■ INPUT DATA:
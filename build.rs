use std::{
	collections::{BTreeMap, VecDeque},
	io::Write,
	path::{Path, PathBuf},
};

/// Generates one test per content file under `modules/<module>/<system>/`,
/// mirroring the directory layout as nested test modules under `tests/modules/`.
fn main() -> std::io::Result<()> {
	println!("cargo:rerun-if-changed=build.rs");
	println!("cargo:rerun-if-changed=tests/modules_template");
	println!("cargo:rerun-if-changed=modules");

	let modules_root = Path::new("./modules");
	let tests_root = Path::new("./tests/modules");

	let mut root = Module::default();
	for (module_path, module_id) in subdirectories(modules_root) {
		for (system_path, system_id) in subdirectories(&module_path) {
			for path in WalkDir::new(&system_path) {
				if path.extension().and_then(|ext| ext.to_str()) != Some("json") {
					continue;
				}
				let Ok(relative) = path.strip_prefix(modules_root) else {
					continue;
				};
				let relative = relative.with_extension("");
				let absolute = path.canonicalize()?;
				let absolute = absolute.display().to_string().replace('\\', "/").replace("//?/", "");
				println!("cargo:rerun-if-changed={absolute}");

				let entry = ContentEntry {
					abs_path: PathBuf::from(absolute),
					rel_path: relative.clone(),
					module_id: module_id.clone(),
					system_id: system_id.clone(),
				};
				root.insert(&relative, entry);
			}
		}
	}

	if tests_root.exists() {
		std::fs::remove_dir_all(tests_root)?;
	}
	root.generate(tests_root)
}

fn subdirectories(path: &Path) -> Vec<(PathBuf, String)> {
	let Ok(entries) = std::fs::read_dir(path) else {
		return Vec::new();
	};
	let mut dirs = entries
		.filter_map(Result::ok)
		.filter(|entry| entry.metadata().map(|meta| meta.is_dir()).unwrap_or(false))
		.filter_map(|entry| Some((entry.path(), entry.file_name().to_str()?.to_owned())))
		.collect::<Vec<_>>();
	dirs.sort();
	dirs
}

/// Depth-first iterator over every file beneath a directory.
struct WalkDir {
	stack: Vec<std::fs::ReadDir>,
}

impl WalkDir {
	fn new(path: impl AsRef<Path>) -> Self {
		Self { stack: std::fs::read_dir(path).into_iter().collect() }
	}
}

impl Iterator for WalkDir {
	type Item = PathBuf;

	fn next(&mut self) -> Option<Self::Item> {
		loop {
			let iter = self.stack.last_mut()?;
			let Some(entry) = iter.next() else {
				self.stack.pop();
				continue;
			};
			let Ok(entry) = entry else { continue };
			let Ok(metadata) = entry.metadata() else { continue };
			if metadata.is_dir() {
				if let Ok(children) = std::fs::read_dir(entry.path()) {
					self.stack.push(children);
				}
				continue;
			}
			if metadata.is_file() {
				return Some(entry.path());
			}
		}
	}
}

#[derive(Debug)]
struct ContentEntry {
	abs_path: PathBuf,
	rel_path: PathBuf,
	module_id: String,
	system_id: String,
}

#[derive(Default, Debug)]
struct Module {
	submodules: BTreeMap<String, Module>,
	entries: BTreeMap<String, ContentEntry>,
}

impl Module {
	fn symbol(name: &str) -> String {
		use convert_case::{Case, Casing};
		let name = name.replace(&['-', '.', ' '][..], "_").to_case(Case::Snake);
		match name.starts_with(char::is_numeric) {
			true => format!("n_{name}"),
			false => name,
		}
	}

	fn insert(&mut self, path: &Path, entry: ContentEntry) {
		let parts = path.components().filter_map(|comp| comp.as_os_str().to_str()).collect::<VecDeque<_>>();
		self.insert_parts(parts, entry);
	}

	fn insert_parts(&mut self, mut parts: VecDeque<&str>, entry: ContentEntry) {
		let Some(name) = parts.pop_front() else { return };
		if parts.is_empty() {
			self.entries.insert(Self::symbol(name), entry);
			return;
		}
		let submodule = self.submodules.entry(Self::symbol(name)).or_default();
		submodule.insert_parts(parts, entry);
	}

	fn generate(&self, dir: &Path) -> std::io::Result<()> {
		std::fs::create_dir_all(dir)?;
		let mut lines = Vec::with_capacity(self.submodules.len() + self.entries.len());
		for (name, submodule) in &self.submodules {
			submodule.generate(&dir.join(name))?;
			lines.push(format!("mod {name};"));
		}
		for (name, entry) in &self.entries {
			let mut file = std::fs::File::create(dir.join(name).with_extension("rs"))?;
			write!(file, "{}", Self::test_content(entry))?;
			lines.push(format!("mod {name};"));
		}
		let mut file = std::fs::File::create(dir.join("mod.rs"))?;
		writeln!(file, "{}", lines.join("\n"))
	}

	fn test_content(entry: &ContentEntry) -> String {
		include_str!("./tests/modules_template")
			.replace("{abs_path_to_json}", &entry.abs_path.display().to_string())
			.replace("{rel_path_to_json}", &entry.rel_path.display().to_string().replace('\\', "/"))
			.replace("{module_id}", &entry.module_id)
			.replace("{system_id}", &entry.system_id)
	}
}
mod allocator;
pub use allocator::*;
mod document_id;
pub use document_id::*;
use serde::{Deserialize, Serialize};
use std::borrow::Borrow;

/// Length of the alphanumeric identifiers the host assigns to documents.
pub const ID_LENGTH: usize = 16;

/// The host-assigned identifier of a document (actor, item, or an advancement embedded in an item).
#[derive(Clone, PartialEq, Eq, PartialOrd, Ord, Hash, Default, Serialize, Deserialize)]
#[serde(transparent)]
pub struct DocumentId(String);

impl DocumentId {
	pub fn new(id: impl Into<String>) -> Self {
		Self(id.into())
	}

	/// Creates a fresh random identifier in the host's format.
	pub fn generate() -> Self {
		let mut id = uuid::Uuid::new_v4().simple().to_string();
		id.truncate(ID_LENGTH);
		Self(id)
	}

	pub fn as_str(&self) -> &str {
		&self.0
	}

	pub fn is_empty(&self) -> bool {
		self.0.is_empty()
	}
}

impl From<&str> for DocumentId {
	fn from(value: &str) -> Self {
		Self(value.to_owned())
	}
}

impl From<String> for DocumentId {
	fn from(value: String) -> Self {
		Self(value)
	}
}

impl AsRef<str> for DocumentId {
	fn as_ref(&self) -> &str {
		&self.0
	}
}

impl Borrow<str> for DocumentId {
	fn borrow(&self) -> &str {
		&self.0
	}
}

impl std::fmt::Display for DocumentId {
	fn fmt(&self, f: &mut std::fmt::Formatter<'_>) -> std::fmt::Result {
		write!(f, "{}", self.0)
	}
}

impl std::fmt::Debug for DocumentId {
	fn fmt(&self, f: &mut std::fmt::Formatter<'_>) -> std::fmt::Result {
		write!(f, "DocumentId({:?})", self.0)
	}
}

#[cfg(test)]
mod test {
	use super::*;

	#[test]
	fn generated_ids_match_host_format() {
		let id = DocumentId::generate();
		assert_eq!(id.as_str().len(), ID_LENGTH);
		assert!(id.as_str().chars().all(|c| c.is_ascii_alphanumeric()));
		assert_ne!(id, DocumentId::generate());
	}

	#[test]
	fn serializes_as_plain_string() -> anyhow::Result<()> {
		let id = DocumentId::from("lineageHuman0001");
		assert_eq!(serde_json::to_string(&id)?, "\"lineageHuman0001\"");
		assert_eq!(serde_json::from_str::<DocumentId>("\"abc\"")?, DocumentId::from("abc"));
		Ok(())
	}
}
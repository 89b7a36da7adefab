//! Book records produced by metadata extraction
//!
//! `SidecarMetadata` mirrors the optional `metadata.json` document that may
//! sit next to a book's audio files; `BookRecord` is the normalized result
//! of extraction, ready for reconciliation against the catalog.

use chrono::{DateTime, NaiveDate, Utc};
use serde::{Deserialize, Serialize};

/// Sidecar `metadata.json` document. Every field is optional; extraction
/// falls back to directory names for anything missing.
#[derive(Debug, Clone, Default, Deserialize)]
#[serde(default, rename_all = "camelCase")]
pub struct SidecarMetadata {
    pub title: Option<String>,
    pub subtitle: Option<String>,
    pub author: Option<String>,
    pub description: Option<String>,
    pub summary: Option<String>,
    pub isbn: Option<String>,
    pub asin: Option<String>,
    pub language: Option<String>,
    pub publisher: Option<String>,
    pub published_year: Option<NumberOrString>,
    pub duration: Option<f64>,
    pub series: Option<String>,
    pub sequence: Option<NumberOrString>,
    pub genres: Vec<String>,
}

/// Sidecar values that appear as either a JSON number or a quoted string
/// in the wild (`"publishedYear": 1951` vs `"publishedYear": "1951"`).
#[derive(Debug, Clone, Deserialize)]
#[serde(untagged)]
pub enum NumberOrString {
    Number(i64),
    Text(String),
}

impl NumberOrString {
    pub fn as_i64(&self) -> Option<i64> {
        match self {
            NumberOrString::Number(n) => Some(*n),
            NumberOrString::Text(s) => s.trim().parse().ok(),
        }
    }
}

/// Normalized book data extracted from one title directory.
///
/// Pure value type: building one touches only the filesystem, never the
/// database.
#[derive(Debug, Clone, Serialize)]
pub struct BookRecord {
    /// Deterministic key derived from the directory path relative to the
    /// library root. Stable across metadata edits, changes on moves.
    pub external_id: String,
    pub title: String,
    pub subtitle: Option<String>,
    pub author_name: String,
    pub description: Option<String>,
    pub isbn: Option<String>,
    pub asin: Option<String>,
    pub language: String,
    pub publisher: Option<String>,
    pub published_date: Option<NaiveDate>,
    pub duration_seconds: i64,
    pub format: String,
    pub cover_image_path: Option<String>,
    pub file_path: String,
    pub is_series: bool,
    pub series_name: Option<String>,
    pub series_sequence: Option<i64>,
    pub genres: Vec<String>,
    /// Ebook files found alongside the audio (recorded, not cataloged)
    pub ebook_files: Vec<String>,
    pub last_scanned: DateTime<Utc>,
}

/// Catalog row subset used by the reconciler to decide insert vs update.
#[derive(Debug, Clone)]
pub struct Book {
    pub id: i64,
    pub external_id: String,
    pub title: String,
    pub author_id: i64,
}

/// Book row joined with its author name, for catalog listings.
#[derive(Debug, Clone, Serialize)]
pub struct BookSummary {
    pub id: i64,
    pub title: String,
    pub subtitle: Option<String>,
    pub author_name: String,
    pub format: Option<String>,
    pub duration_seconds: Option<i64>,
    pub language: Option<String>,
    pub cover_image_path: Option<String>,
    pub is_series: bool,
    pub series_name: Option<String>,
    pub series_sequence: Option<i64>,
    pub published_date: Option<String>,
    pub last_scanned: Option<String>,
}

/// Full book detail including genre names.
#[derive(Debug, Clone, Serialize)]
pub struct BookDetail {
    #[serde(flatten)]
    pub summary: BookSummary,
    pub external_id: Option<String>,
    pub description: Option<String>,
    pub isbn: Option<String>,
    pub asin: Option<String>,
    pub publisher: Option<String>,
    pub file_path: Option<String>,
    pub genres: Vec<String>,
}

■ ACTIVITY:
Above are the records; repeat exactly the lines from the one holding "fn serializes_as_plain_string() ->" down to the one holding "document that may", end lines included.

■ TASK RESULT:
	fn serializes_as_plain_string() -> anyhow::Result<()> {
		let id = DocumentId::from("lineageHuman0001");
		assert_eq!(serde_json::to_string(&id)?, "\"lineageHuman0001\"");
		assert_eq!(serde_json::from_str::<DocumentId>("\"abc\"")?, DocumentId::from("abc"));
		Ok(())
	}
}
repository 89b7a36da7adefab
//! Book records produced by metadata extraction
//!
//! `SidecarMetadata` mirrors the optional `metadata.json` document that may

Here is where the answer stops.